DATA RECORDS:
Content starts

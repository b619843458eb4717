//! Top-level wiring: join the router hub, the multi-peer listener,
//! and the broker's own select-driven main loop into one running
//! service.

use std::net::SocketAddr;
use std::time::Duration;

use flume::Receiver;
use plantd_core::error::PlantdError;
use plantd_core::options::TransportOptions;
use plantd_core::router::{HubEvent, RouterCmd, RouterHub};
use plantd_net::listener::{self, InboundMessage};
use plantd_protocol::message::Message;

use crate::config::BrokerConfig;
use crate::registry::Broker;

/// Bind `addr` and run the broker until `shutdown_rx` fires.
///
/// Spawns the router hub and the accept loop as background tasks and
/// drives the broker's registry/dispatch logic on the calling task
/// until a shutdown signal arrives, at which point every registered
/// worker is sent a DISCONNECT before the hub is torn down.
pub async fn run(
    addr: SocketAddr,
    config: BrokerConfig,
    shutdown_rx: Receiver<()>,
) -> Result<(), PlantdError> {
    // Bind synchronously so a fatal init error (bad address, port
    // already in use) is reported to the caller -- and from there, the
    // `plantd-broker` binary's exit code 1 -- instead of being logged
    // from an undetached background task the caller can't observe.
    let tcp_listener = listener::bind(addr).await?;

    let (hub_tx, hub_rx) = flume::unbounded::<HubEvent>();
    let (cmd_tx, cmd_rx) = flume::unbounded::<RouterCmd>();
    let (inbound_tx, inbound_rx) = flume::unbounded::<InboundMessage>();

    let hub = RouterHub::new(hub_rx, cmd_rx);
    compio::runtime::spawn(hub.run()).detach();

    let listen_options = TransportOptions::default();
    compio::runtime::spawn(async move {
        if let Err(err) = listener::serve_on(tcp_listener, listen_options, hub_tx, inbound_tx).await {
            tracing::error!(error = %err, "broker listener stopped");
        }
    })
    .detach();

    let mut broker = Broker::new(config.clone());
    let tick = config.heartbeat_interval.min(Duration::from_millis(250));

    run_loop(&mut broker, &inbound_rx, &cmd_tx, &shutdown_rx, tick).await;

    broker.shutdown(&cmd_tx);
    // The listener and hub tasks are detached; dropping their channels
    // above (inbound_rx/cmd_tx go out of scope with this function) is
    // sufficient to let them wind down on their own next I/O attempt.

    Ok(())
}

async fn run_loop(
    broker: &mut Broker,
    inbound_rx: &Receiver<InboundMessage>,
    cmd_tx: &flume::Sender<RouterCmd>,
    shutdown_rx: &Receiver<()>,
    tick: Duration,
) {
    use futures::{select, FutureExt};

    loop {
        select! {
            inbound = inbound_rx.recv_async().fuse() => {
                match inbound {
                    Ok(InboundMessage { identity, message }) => {
                        log_inbound(&identity, &message);
                        broker.handle_inbound(identity, message, cmd_tx);
                    }
                    Err(_) => {
                        tracing::warn!("broker inbound channel closed; shutting down");
                        return;
                    }
                }
            }
            _ = shutdown_rx.recv_async().fuse() => {
                tracing::info!("broker received shutdown signal");
                return;
            }
            _ = compio::time::sleep(tick).fuse() => {
                broker.run_timers(cmd_tx);
            }
        }
    }
}

fn log_inbound(identity: &bytes::Bytes, message: &Message) {
    match message {
        Message::WorkerReady { service } => {
            tracing::debug!(?identity, service = %String::from_utf8_lossy(service), "READY");
        }
        Message::Disconnect { .. } => tracing::debug!(?identity, "DISCONNECT"),
        _ => {}
    }
}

Content ends

Every record shown above should be written out again exactly.

RESPONSE TO THIS TASK:
repository b619843458eb4717
//! Top-level wiring: join the router hub, the multi-peer listener,
//! and the broker's own select-driven main loop into one running
//! service.

use std::net::SocketAddr;
use std::time::Duration;

use flume::Receiver;
use plantd_core::error::PlantdError;
use plantd_core::options::TransportOptions;
use plantd_core::router::{HubEvent, RouterCmd, RouterHub};
use plantd_net::listener::{self, InboundMessage};
use plantd_protocol::message::Message;

use crate::config::BrokerConfig;
use crate::registry::Broker;

/// Bind `addr` and run the broker until `shutdown_rx` fires.
///
/// Spawns the router hub and the accept loop as background tasks and
/// drives the broker's registry/dispatch logic on the calling task
/// until a shutdown signal arrives, at which point every registered
/// worker is sent a DISCONNECT before the hub is torn down.
pub async fn run(
    addr: SocketAddr,
    config: BrokerConfig,
    shutdown_rx: Receiver<()>,
) -> Result<(), PlantdError> {
    // Bind synchronously so a fatal init error (bad address, port
    // already in use) is reported to the caller -- and from there, the
    // `plantd-broker` binary's exit code 1 -- instead of being logged
    // from an undetached background task the caller can't observe.
    let tcp_listener = listener::bind(addr).await?;

    let (hub_tx, hub_rx) = flume::unbounded::<HubEvent>();
    let (cmd_tx, cmd_rx) = flume::unbounded::<RouterCmd>();
    let (inbound_tx, inbound_rx) = flume::unbounded::<InboundMessage>();

    let hub = RouterHub::new(hub_rx, cmd_rx);
    compio::runtime::spawn(hub.run()).detach();

    let listen_options = TransportOptions::default();
    compio::runtime::spawn(async move {
        if let Err(err) = listener::serve_on(tcp_listener, listen_options, hub_tx, inbound_tx).await {
            tracing::error!(error = %err, "broker listener stopped");
        }
    })
    .detach();

    let mut broker = Broker::new(config.clone());
    let tick = config.heartbeat_interval.min(Duration::from_millis(250));

    run_loop(&mut broker, &inbound_rx, &cmd_tx, &shutdown_rx, tick).await;

    broker.shutdown(&cmd_tx);
    // The listener and hub tasks are detached; dropping their channels
    // above (inbound_rx/cmd_tx go out of scope with this function) is
    // sufficient to let them wind down on their own next I/O attempt.

    Ok(())
}

async fn run_loop(
    broker: &mut Broker,
    inbound_rx: &Receiver<InboundMessage>,
    cmd_tx: &flume::Sender<RouterCmd>,
    shutdown_rx: &Receiver<()>,
    tick: Duration,
) {
    use futures::{select, FutureExt};

    loop {
        select! {
            inbound = inbound_rx.recv_async().fuse() => {
                match inbound {
                    Ok(InboundMessage { identity, message }) => {
                        log_inbound(&identity, &message);
                        broker.handle_inbound(identity, message, cmd_tx);
                    }
                    Err(_) => {
                        tracing::warn!("broker inbound channel closed; shutting down");
                        return;
                    }
                }
            }
            _ = shutdown_rx.recv_async().fuse() => {
                tracing::info!("broker received shutdown signal");
                return;
            }
            _ = compio::time::sleep(tick).fuse() => {
                broker.run_timers(cmd_tx);
            }
        }
    }
}

fn log_inbound(identity: &bytes::Bytes, message: &Message) {
    match message {
        Message::WorkerReady { service } => {
            tracing::debug!(?identity, service = %String::from_utf8_lossy(service), "READY");
        }
        Message::Disconnect { .. } => tracing::debug!(?identity, "DISCONNECT"),
        _ => {}
    }
}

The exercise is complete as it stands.